*** Opening DATA FOR THIS EXERCISE ***

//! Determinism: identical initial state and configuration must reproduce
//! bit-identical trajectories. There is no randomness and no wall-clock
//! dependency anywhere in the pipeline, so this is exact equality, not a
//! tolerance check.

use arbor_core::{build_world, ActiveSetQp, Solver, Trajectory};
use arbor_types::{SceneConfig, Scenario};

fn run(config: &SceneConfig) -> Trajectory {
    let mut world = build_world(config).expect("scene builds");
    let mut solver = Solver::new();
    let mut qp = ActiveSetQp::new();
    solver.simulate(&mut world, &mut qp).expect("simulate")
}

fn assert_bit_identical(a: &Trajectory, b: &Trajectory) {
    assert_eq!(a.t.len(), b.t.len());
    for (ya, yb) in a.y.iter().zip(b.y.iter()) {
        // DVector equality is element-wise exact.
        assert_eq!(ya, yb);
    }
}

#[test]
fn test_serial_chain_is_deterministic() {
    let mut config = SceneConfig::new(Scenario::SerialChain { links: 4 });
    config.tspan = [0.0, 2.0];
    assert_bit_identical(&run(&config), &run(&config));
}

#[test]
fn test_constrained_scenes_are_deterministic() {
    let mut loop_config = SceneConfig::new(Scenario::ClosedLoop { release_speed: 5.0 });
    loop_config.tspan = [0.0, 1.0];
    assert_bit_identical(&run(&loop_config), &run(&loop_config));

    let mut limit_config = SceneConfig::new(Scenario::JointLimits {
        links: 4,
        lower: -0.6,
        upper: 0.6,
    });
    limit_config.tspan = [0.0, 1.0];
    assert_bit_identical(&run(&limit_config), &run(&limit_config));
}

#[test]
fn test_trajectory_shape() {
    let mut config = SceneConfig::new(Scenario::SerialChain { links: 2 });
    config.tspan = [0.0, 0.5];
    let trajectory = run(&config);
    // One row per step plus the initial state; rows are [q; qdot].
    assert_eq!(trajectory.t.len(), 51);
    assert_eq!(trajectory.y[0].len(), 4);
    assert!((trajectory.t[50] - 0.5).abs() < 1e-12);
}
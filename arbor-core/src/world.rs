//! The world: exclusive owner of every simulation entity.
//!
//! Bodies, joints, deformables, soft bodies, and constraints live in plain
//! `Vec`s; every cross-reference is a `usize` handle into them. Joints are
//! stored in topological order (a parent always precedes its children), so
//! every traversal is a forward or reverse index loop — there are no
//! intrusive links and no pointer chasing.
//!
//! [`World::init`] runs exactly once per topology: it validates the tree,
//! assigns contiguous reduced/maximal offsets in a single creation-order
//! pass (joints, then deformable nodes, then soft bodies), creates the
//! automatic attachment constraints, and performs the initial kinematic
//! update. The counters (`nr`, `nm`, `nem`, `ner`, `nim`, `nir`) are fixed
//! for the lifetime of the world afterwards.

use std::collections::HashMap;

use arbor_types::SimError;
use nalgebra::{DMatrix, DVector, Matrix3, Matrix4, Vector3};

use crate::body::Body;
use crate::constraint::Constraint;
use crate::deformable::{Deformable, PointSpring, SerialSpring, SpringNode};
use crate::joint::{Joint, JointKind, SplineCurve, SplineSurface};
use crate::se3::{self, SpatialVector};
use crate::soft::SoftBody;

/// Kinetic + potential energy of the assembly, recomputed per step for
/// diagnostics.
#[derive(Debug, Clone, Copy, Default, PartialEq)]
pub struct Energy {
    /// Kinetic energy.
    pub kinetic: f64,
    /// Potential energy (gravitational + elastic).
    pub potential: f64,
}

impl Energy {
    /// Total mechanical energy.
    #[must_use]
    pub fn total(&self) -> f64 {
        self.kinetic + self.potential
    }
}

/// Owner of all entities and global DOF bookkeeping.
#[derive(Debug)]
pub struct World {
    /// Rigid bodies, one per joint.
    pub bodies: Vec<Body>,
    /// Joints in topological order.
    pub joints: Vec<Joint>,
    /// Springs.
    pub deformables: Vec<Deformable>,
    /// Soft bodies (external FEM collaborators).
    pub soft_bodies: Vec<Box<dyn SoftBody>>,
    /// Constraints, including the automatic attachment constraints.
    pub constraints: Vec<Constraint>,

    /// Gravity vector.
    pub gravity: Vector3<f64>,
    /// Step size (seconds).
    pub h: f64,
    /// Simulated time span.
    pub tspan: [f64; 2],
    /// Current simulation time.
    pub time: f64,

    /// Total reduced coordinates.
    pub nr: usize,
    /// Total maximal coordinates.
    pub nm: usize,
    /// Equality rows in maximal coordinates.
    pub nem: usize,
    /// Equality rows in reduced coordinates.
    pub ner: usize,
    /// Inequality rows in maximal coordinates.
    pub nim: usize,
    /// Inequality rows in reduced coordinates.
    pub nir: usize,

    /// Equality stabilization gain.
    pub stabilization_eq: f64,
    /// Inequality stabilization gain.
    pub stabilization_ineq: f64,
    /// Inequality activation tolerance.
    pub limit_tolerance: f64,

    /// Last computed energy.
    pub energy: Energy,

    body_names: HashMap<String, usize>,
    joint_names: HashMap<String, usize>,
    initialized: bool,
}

*** Closing DATA FOR THIS EXERCISE ***

> REQUIRED WORK:
The answer must consist solely of the number of lines in the listing that include the string "Inequality".

> PROBLEM SOLUTION:
4